Determine which lines of the records include the word "BackendKind", and copy them.

Collected data:
━━━━━━━━━━━━━━━━━━━━

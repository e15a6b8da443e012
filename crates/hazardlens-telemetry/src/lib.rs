//! HazardLens Telemetry
//!
//! Audit and metrics functionality for HazardLens.
//!
//! Provides:
//! - The append-only audit event contract consumed by the external audit collaborator
//! - A hash-chained in-memory trail for tamper detection
//! - Orchestration counters and latency metrics

pub mod audit;
pub mod metrics;

pub use audit::{
    event_types, AuditEvent, AuditSeverity, AuditSink, AuditTrail, InMemoryAuditSink,
    TracingAuditSink,
};
pub use metrics::{MetricsCollector, MetricsSnapshot};

/// Prelude for convenient imports
pub mod prelude {
    pub use crate::audit::{AuditEvent, AuditSink, InMemoryAuditSink};
    pub use crate::metrics::MetricsCollector;
}
//! Adapter construction keyed on backend kind

use crate::adapter::BackendAdapter;
use crate::cloud::CloudVisionAdapter;
use crate::config::{BackendSpec, BackendsConfig};
use crate::endpoint::EndpointPolicy;
use crate::on_device::OnDeviceAdapter;
use crate::runtime::DetectionRuntime;
use crate::security::ModelSecurityValidator;
use hazardlens_core::{BackendKind, Error, Result};
use hazardlens_telemetry::{event_types, AuditEvent, AuditSeverity, AuditSink};
use std::sync::Arc;
use tracing::{info, warn};

/// Builds adapters from configuration
pub struct BackendFactory {
    validator: Arc<ModelSecurityValidator>,
    runtime: Arc<dyn DetectionRuntime>,
    endpoint_policy: EndpointPolicy,
}

impl BackendFactory {
    pub fn new(validator: Arc<ModelSecurityValidator>, runtime: Arc<dyn DetectionRuntime>) -> Self {
        Self {
            validator,
            runtime,
            endpoint_policy: EndpointPolicy::default(),
        }
    }

    pub fn with_endpoint_policy(mut self, policy: EndpointPolicy) -> Self {
        self.endpoint_policy = policy;
        self
    }

    /// Validator and factory wired from a backends config
    pub fn from_config(
        config: &BackendsConfig,
        runtime: Arc<dyn DetectionRuntime>,
        audit: Arc<dyn AuditSink>,
    ) -> Result<Self> {
        let mut validator = ModelSecurityValidator::new(config.signing_key_bytes()?, audit)
            .with_input_limits(config.input_limits.clone());
        for (model_id, sha256) in &config.trusted_models {
            validator = validator.with_trusted_model(model_id.clone(), sha256.clone());
        }

        Ok(Self::new(Arc::new(validator), runtime)
            .with_endpoint_policy(config.endpoint_policy.clone()))
    }

    pub fn validator(&self) -> &Arc<ModelSecurityValidator> {
        &self.validator
    }

    /// Build one adapter
    pub fn build(&self, spec: &BackendSpec) -> Result<Arc<dyn BackendAdapter>> {
        match spec.kind {
            BackendKind::OnDeviceCpu | BackendKind::OnDeviceGpu | BackendKind::OnDeviceNpu => {
                let model = spec.model.clone().ok_or_else(|| {
                    Error::config(format!("backend '{}' has no model section", spec.id))
                })?;
                Ok(Arc::new(OnDeviceAdapter::new(
                    spec.id.clone(),
                    spec.kind,
                    model,
                    self.validator.clone(),
                    self.runtime.clone(),
                )))
            }
            BackendKind::Cloud => {
                let cloud = spec.cloud.as_ref().ok_or_else(|| {
                    Error::config(format!("backend '{}' has no cloud section", spec.id))
                })?;
                let api_key = cloud
                    .api_key_env
                    .as_deref()
                    .and_then(|var| std::env::var(var).ok());

                let adapter = CloudVisionAdapter::new(
                    spec.id.clone(),
                    cloud,
                    api_key,
                    &self.endpoint_policy,
                )
                .map_err(|e| {
                    warn!(backend = %spec.id, error = %e, "Cloud endpoint rejected");
                    self.validator.audit().append(
                        AuditEvent::new(event_types::ENDPOINT_REJECTED, e.to_string())
                            .with_subject(spec.id.as_str())
                            .with_severity(AuditSeverity::High),
                    );
                    Error::config(format!("backend '{}': {e}", spec.id))
                })?;
                Ok(Arc::new(adapter))
            }
        }
    }

    /// Build every configured adapter
    pub fn build_all(&self, config: &BackendsConfig) -> Result<Vec<Arc<dyn BackendAdapter>>> {
        let adapters = config
            .backends
            .iter()
            .map(|spec| self.build(spec))
            .collect::<Result<Vec<_>>>()?;
        info!("Built {} backends", adapters.len());
        Ok(adapters)
    }
}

━━━━━━━━━━━━━━━━━━━━

Answer
use hazardlens_core::{BackendKind, Error, Result};
            BackendKind::OnDeviceCpu | BackendKind::OnDeviceGpu | BackendKind::OnDeviceNpu => {
            BackendKind::Cloud => {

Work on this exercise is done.